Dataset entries
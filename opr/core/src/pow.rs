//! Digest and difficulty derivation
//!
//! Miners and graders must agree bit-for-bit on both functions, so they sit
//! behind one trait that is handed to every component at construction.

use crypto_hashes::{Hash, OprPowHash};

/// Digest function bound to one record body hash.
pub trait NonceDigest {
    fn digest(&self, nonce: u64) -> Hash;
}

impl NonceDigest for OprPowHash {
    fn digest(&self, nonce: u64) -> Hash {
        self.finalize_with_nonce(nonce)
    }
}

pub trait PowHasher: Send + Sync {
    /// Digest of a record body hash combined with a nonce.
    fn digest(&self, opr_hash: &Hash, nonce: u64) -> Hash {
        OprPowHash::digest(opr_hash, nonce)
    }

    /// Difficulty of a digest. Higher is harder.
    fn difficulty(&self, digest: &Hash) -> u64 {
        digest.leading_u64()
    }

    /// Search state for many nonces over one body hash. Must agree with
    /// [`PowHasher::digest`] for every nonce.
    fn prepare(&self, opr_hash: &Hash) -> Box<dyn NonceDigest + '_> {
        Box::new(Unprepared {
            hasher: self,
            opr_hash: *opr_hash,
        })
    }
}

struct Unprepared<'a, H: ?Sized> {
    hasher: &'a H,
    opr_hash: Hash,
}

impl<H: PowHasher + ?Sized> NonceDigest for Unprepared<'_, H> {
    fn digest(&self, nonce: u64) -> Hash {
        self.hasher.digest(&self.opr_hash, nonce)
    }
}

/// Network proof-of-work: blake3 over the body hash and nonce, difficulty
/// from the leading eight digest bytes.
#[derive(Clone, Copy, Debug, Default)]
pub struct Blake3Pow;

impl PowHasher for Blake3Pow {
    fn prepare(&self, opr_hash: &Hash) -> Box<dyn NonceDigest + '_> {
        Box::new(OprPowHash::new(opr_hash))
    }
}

--

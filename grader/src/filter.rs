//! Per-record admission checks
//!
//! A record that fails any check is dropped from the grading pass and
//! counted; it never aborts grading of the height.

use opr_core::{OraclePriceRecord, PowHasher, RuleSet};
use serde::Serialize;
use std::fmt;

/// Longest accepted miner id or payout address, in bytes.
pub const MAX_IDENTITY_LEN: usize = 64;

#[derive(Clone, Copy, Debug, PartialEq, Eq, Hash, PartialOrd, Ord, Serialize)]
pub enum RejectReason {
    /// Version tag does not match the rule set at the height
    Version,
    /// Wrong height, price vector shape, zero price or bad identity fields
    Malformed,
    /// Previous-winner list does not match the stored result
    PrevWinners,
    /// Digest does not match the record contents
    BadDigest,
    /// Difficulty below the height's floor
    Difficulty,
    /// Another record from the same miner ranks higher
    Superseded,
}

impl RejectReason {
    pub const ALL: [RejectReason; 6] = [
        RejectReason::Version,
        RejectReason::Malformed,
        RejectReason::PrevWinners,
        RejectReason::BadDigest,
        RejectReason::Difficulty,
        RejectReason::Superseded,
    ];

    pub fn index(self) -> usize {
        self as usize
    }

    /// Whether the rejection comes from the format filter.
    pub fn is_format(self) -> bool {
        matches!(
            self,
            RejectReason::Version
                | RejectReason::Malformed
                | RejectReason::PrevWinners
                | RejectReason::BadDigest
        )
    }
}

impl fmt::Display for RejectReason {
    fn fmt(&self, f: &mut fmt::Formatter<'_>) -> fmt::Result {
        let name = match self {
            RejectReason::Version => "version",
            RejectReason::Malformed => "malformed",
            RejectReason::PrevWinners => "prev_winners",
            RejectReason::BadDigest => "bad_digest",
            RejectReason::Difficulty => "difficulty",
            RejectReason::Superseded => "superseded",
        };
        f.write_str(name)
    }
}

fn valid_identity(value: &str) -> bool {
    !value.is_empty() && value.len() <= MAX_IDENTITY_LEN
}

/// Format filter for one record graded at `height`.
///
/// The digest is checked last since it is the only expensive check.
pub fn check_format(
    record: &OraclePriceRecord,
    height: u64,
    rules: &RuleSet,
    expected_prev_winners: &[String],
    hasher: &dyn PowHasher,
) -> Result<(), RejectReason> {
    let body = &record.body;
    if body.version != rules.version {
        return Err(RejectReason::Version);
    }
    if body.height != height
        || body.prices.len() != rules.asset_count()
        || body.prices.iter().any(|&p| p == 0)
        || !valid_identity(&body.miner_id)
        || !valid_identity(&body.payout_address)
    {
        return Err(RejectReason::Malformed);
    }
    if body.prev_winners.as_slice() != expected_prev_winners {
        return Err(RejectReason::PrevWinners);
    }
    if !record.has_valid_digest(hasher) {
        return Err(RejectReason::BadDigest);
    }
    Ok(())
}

Activity
Please say how many lines in the entries hold the string "from". Give only the number.

Finished task
4